## What needs to be done
The answer should consist of each line from the data below that includes "ScoutDriver".

## Stored data
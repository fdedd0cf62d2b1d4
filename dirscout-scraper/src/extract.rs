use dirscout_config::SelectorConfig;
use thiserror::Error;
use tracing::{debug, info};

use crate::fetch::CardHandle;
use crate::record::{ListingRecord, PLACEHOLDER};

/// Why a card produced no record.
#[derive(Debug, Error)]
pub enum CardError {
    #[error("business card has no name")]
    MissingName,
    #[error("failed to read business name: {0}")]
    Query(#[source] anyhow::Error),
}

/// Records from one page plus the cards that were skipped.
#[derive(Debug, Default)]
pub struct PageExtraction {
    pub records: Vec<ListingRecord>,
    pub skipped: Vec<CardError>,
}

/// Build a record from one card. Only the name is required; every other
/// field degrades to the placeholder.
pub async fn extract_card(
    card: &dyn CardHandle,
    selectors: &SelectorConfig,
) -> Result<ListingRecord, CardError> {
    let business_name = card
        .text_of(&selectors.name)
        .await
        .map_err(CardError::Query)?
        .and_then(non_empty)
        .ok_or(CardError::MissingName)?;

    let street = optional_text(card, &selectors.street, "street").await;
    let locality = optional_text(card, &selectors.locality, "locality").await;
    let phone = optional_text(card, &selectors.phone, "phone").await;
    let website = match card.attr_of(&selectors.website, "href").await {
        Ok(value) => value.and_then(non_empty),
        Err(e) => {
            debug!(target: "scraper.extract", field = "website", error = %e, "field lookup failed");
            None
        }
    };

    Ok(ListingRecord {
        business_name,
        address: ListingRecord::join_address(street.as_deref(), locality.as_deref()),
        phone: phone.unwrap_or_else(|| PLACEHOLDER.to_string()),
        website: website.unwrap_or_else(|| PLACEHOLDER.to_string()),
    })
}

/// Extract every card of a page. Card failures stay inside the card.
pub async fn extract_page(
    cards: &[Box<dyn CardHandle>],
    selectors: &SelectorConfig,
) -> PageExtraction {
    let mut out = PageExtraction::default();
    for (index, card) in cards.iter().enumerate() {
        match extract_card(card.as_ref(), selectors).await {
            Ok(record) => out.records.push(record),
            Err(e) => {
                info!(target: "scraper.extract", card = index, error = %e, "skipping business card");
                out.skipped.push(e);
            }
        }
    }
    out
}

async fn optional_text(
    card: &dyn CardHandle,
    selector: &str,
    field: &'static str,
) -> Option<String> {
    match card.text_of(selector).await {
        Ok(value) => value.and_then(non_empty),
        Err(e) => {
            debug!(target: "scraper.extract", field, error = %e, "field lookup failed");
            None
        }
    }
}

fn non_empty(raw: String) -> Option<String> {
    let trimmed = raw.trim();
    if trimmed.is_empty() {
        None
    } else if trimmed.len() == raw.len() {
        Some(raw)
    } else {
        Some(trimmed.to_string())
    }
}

---

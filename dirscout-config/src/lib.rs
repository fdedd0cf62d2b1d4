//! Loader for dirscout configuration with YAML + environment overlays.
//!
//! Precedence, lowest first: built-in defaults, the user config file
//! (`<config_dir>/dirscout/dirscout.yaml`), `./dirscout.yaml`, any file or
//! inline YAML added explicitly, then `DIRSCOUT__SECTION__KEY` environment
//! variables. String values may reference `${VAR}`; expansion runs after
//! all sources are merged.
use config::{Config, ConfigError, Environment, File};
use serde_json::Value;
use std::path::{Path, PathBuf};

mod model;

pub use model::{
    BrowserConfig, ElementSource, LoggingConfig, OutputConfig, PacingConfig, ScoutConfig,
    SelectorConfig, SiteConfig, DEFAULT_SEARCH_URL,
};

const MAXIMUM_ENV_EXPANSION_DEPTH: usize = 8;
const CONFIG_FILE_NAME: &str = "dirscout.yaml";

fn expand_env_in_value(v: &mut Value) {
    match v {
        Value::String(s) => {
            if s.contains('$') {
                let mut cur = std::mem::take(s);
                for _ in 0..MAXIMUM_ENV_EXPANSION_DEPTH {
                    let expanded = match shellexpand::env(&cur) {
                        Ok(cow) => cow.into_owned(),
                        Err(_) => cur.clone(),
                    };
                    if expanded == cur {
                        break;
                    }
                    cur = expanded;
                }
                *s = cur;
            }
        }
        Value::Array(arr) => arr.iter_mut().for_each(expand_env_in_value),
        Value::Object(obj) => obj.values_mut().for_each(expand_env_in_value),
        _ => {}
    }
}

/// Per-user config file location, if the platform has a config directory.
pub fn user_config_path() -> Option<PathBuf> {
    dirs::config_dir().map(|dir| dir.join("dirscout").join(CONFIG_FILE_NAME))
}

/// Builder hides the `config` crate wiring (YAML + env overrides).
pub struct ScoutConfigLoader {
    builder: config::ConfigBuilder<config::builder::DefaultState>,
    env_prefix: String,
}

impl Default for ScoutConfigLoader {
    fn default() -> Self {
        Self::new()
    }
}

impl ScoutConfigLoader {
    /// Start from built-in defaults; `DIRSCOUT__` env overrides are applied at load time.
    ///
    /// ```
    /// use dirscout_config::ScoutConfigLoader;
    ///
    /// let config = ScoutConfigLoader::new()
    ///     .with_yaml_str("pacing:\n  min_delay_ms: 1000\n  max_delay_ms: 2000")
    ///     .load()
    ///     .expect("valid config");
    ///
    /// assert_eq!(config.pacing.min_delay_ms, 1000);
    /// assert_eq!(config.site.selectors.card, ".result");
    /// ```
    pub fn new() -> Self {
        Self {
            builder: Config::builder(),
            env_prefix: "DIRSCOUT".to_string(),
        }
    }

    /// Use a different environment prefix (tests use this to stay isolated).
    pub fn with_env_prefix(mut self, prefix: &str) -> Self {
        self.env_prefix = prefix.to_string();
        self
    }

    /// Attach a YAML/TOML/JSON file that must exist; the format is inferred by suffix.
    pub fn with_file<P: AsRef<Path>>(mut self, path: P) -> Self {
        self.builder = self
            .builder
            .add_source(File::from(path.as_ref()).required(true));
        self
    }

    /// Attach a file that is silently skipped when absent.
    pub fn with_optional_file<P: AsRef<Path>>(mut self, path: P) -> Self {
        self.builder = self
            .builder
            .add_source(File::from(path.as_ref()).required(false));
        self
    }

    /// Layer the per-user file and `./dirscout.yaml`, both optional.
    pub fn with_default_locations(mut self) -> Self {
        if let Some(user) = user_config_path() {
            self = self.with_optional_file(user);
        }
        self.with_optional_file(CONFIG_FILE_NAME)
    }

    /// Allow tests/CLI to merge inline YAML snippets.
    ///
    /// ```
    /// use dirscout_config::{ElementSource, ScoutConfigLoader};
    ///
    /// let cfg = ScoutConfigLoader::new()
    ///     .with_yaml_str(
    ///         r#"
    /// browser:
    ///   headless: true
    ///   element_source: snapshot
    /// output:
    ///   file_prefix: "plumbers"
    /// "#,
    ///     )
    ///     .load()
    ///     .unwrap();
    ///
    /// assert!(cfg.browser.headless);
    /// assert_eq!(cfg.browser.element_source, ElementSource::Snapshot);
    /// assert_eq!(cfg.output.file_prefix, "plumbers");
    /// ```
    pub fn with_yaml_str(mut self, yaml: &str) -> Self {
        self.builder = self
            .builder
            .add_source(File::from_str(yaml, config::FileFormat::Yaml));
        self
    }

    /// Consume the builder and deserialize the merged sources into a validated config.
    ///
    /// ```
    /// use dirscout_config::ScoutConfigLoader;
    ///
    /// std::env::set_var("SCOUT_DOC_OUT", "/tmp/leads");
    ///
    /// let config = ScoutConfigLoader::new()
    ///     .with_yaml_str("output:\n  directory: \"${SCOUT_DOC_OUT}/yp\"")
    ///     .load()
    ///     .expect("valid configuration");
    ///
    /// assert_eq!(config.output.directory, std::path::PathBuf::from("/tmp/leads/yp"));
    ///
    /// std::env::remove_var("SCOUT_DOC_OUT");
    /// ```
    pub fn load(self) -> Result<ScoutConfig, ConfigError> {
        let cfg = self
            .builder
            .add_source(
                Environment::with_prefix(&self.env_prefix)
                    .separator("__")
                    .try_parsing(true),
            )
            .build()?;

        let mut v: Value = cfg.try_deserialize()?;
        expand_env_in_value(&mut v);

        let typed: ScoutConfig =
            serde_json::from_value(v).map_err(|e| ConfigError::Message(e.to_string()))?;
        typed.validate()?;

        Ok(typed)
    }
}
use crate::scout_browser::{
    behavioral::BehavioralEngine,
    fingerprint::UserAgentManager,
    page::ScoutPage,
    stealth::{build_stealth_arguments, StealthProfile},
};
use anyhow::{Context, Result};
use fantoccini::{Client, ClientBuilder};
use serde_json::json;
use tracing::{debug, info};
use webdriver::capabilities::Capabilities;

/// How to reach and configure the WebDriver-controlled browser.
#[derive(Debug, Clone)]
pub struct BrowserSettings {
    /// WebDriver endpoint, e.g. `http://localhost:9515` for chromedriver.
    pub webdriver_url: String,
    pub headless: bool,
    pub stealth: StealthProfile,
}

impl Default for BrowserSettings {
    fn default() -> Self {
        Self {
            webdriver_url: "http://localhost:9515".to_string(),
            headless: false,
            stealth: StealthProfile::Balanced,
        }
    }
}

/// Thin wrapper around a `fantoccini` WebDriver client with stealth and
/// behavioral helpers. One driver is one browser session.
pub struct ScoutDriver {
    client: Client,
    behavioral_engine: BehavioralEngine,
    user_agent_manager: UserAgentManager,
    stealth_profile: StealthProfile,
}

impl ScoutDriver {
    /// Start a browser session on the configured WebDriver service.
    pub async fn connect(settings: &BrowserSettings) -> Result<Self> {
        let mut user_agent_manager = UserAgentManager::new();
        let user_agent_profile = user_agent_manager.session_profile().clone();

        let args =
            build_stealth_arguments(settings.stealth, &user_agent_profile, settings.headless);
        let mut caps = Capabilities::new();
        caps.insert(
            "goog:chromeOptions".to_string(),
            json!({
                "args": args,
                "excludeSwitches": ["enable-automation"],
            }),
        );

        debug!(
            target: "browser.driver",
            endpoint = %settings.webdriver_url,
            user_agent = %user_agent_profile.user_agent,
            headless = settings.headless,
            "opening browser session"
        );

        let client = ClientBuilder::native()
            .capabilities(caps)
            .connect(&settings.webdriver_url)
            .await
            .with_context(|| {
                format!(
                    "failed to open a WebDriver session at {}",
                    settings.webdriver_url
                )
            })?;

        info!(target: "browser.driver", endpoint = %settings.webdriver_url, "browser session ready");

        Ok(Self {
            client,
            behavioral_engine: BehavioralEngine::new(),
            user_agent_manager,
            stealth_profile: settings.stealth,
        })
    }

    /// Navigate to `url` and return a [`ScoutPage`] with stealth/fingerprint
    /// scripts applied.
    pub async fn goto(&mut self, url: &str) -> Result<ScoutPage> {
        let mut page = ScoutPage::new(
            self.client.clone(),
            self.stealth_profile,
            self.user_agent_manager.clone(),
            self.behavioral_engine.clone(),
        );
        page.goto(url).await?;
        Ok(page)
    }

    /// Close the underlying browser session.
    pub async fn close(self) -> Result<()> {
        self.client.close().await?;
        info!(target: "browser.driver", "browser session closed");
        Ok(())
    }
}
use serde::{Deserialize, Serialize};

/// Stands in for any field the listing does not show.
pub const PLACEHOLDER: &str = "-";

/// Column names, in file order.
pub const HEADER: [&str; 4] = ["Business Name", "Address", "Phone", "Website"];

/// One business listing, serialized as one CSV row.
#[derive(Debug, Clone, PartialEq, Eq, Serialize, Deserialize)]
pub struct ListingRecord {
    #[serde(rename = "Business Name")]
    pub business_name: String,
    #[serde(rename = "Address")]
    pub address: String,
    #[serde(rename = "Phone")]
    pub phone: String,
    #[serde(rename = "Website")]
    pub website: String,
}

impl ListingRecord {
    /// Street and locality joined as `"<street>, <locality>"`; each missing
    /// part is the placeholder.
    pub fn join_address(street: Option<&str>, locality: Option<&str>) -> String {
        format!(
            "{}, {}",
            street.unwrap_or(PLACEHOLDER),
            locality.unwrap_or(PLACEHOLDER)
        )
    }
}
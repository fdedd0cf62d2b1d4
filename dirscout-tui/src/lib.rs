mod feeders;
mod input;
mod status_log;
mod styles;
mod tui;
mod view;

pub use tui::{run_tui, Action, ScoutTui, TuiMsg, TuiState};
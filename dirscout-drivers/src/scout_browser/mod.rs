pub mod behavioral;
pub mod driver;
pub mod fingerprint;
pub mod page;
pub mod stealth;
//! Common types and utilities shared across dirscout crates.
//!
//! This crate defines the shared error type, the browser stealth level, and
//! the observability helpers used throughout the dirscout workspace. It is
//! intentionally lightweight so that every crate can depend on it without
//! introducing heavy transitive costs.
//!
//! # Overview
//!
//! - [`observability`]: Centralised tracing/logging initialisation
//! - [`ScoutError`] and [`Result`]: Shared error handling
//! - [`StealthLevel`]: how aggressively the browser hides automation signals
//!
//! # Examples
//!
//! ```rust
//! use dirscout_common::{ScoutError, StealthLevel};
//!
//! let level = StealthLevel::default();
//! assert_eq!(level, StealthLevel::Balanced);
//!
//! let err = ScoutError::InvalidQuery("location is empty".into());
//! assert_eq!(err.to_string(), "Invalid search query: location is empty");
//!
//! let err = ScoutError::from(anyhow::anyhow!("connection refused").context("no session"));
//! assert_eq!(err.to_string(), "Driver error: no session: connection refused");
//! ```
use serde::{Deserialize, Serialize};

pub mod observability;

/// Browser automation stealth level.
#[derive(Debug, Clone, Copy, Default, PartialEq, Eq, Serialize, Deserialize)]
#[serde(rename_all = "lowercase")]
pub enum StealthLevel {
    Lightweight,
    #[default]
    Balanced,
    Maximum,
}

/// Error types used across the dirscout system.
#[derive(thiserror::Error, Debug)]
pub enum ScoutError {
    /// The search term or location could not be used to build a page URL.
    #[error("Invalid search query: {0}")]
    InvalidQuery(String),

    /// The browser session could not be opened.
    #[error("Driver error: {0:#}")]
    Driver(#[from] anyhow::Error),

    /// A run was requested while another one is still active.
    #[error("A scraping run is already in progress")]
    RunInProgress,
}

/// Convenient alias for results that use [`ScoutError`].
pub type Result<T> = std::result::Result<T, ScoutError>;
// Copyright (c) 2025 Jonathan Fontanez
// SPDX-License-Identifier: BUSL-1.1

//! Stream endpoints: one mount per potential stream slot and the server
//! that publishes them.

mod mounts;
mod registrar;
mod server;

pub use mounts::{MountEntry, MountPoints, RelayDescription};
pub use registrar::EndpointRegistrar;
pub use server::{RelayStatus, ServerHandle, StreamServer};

## The answer
pub struct ScoutDriver {
impl ScoutDriver {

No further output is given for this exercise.